===== DATA TO EXAMINE =====

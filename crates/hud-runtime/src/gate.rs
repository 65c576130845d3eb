// SPDX-License-Identifier: MIT
//! Condvar-backed primitives behind the rebuild scheduler.
//!
//! Two small pieces, kept separate from the scheduler so each can be
//! tested on its own:
//!
//! - [`DebounceGate`] — a generation-counted quiet-interval wait. Arming
//!   bumps the generation; a waiter sleeps out the quiet interval unless a
//!   newer arm supersedes it first, in which case it wakes immediately.
//!   This is the cancellable debounce timer: the newest request restarts
//!   the window and every older waiter yields.
//! - [`BuildGate`] — a mutual-exclusion flag with a bounded wait. A caller
//!   that cannot acquire within the ceiling proceeds anyway
//!   ([`Acquire::TimedOut`]): liveness is preferred over strict
//!   serialization once the ceiling elapses. That is a deliberate, known
//!   race window — the timed-out caller may overlap the still-running
//!   build, and the gate makes no attempt to hide it.
//!
//! No polling loops: waiters block on a condition variable and are woken
//! by arms and releases.

#![forbid(unsafe_code)]

use std::sync::{Condvar, Mutex};

use web_time::{Duration, Instant};

/// Generation-counted debounce window.
pub struct DebounceGate {
    generation: Mutex<u64>,
    cvar: Condvar,
}

impl Default for DebounceGate {
    fn default() -> Self {
        Self::new()
    }
}

impl DebounceGate {
    /// Create a gate at generation zero.
    pub fn new() -> Self {
        Self {
            generation: Mutex::new(0),
            cvar: Condvar::new(),
        }
    }

    /// Register a new request: bump the generation, wake older waiters,
    /// and return the new generation for the caller to wait on.
    pub fn arm(&self) -> u64 {
        let mut generation = self.generation.lock().unwrap_or_else(|e| e.into_inner());
        *generation += 1;
        self.cvar.notify_all();
        *generation
    }

    /// Sleep out the quiet interval.
    ///
    /// Returns `true` if `generation` is still the newest once the
    /// interval has elapsed, `false` as soon as a newer arm supersedes it.
    pub fn wait_quiet(&self, generation: u64, quiet: Duration) -> bool {
        let mut current = self.generation.lock().unwrap_or_else(|e| e.into_inner());
        let deadline = Instant::now() + quiet;
        loop {
            if *current != generation {
                return false;
            }
            let now = Instant::now();
            if now >= deadline {
                return true;
            }
            let (guard, _timeout) = self
                .cvar
                .wait_timeout(current, deadline - now)
                .unwrap_or_else(|e| e.into_inner());
            current = guard;
        }
    }

    /// Whether a newer arm has happened since `generation`.
    pub fn superseded(&self, generation: u64) -> bool {
        let current = self.generation.lock().unwrap_or_else(|e| e.into_inner());
        *current != generation
    }
}

/// Result of [`BuildGate::acquire`].
#[derive(Debug, Clone, Copy, PartialEq, Eq)]
pub enum Acquire {
    /// The caller owns the gate and must [`release`](BuildGate::release).
    Acquired,
    /// The ceiling elapsed first. The caller proceeds without ownership
    /// and must **not** release.
    TimedOut,
}

/// Mutual-exclusion flag with a bounded wait.
pub struct BuildGate {
    busy: Mutex<bool>,
    cvar: Condvar,
}

impl Default for BuildGate {
    fn default() -> Self {
        Self::new()
    }
}

impl BuildGate {
    /// Create a free gate.
    pub fn new() -> Self {
        Self {
            busy: Mutex::new(false),
            cvar: Condvar::new(),
        }
    }

    /// Wait until the gate is free or the ceiling elapses.
    pub fn acquire(&self, ceiling: Duration) -> Acquire {
        let mut busy = self.busy.lock().unwrap_or_else(|e| e.into_inner());
        let deadline = Instant::now() + ceiling;
        loop {
            if !*busy {
                *busy = true;
                return Acquire::Acquired;
            }
            let now = Instant::now();
            if now >= deadline {
                return Acquire::TimedOut;
            }
            let (guard, _timeout) = self
                .cvar
                .wait_timeout(busy, deadline - now)
                .unwrap_or_else(|e| e.into_inner());
            busy = guard;
        }
    }

    /// Free the gate and wake waiters. Only an [`Acquire::Acquired`]
    /// caller may release.
    pub fn release(&self) {
        let mut busy = self.busy.lock().unwrap_or_else(|e| e.into_inner());
        *busy = false;
        self.cvar.notify_all();
    }

    /// Whether some caller currently owns the gate.
    pub fn is_busy(&self) -> bool {
        *self.busy.lock().unwrap_or_else(|e| e.into_inner())
    }
}

// =============================================================================
// Tests
// =============================================================================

=====

_WORK TASK_. Gather each line from the entries above that includes the word "waiters".

_TASK SOLUTION_.
//! No polling loops: waiters block on a condition variable and are woken
    /// Register a new request: bump the generation, wake older waiters,
    /// Free the gate and wake waiters. Only an [`Acquire::Acquired`]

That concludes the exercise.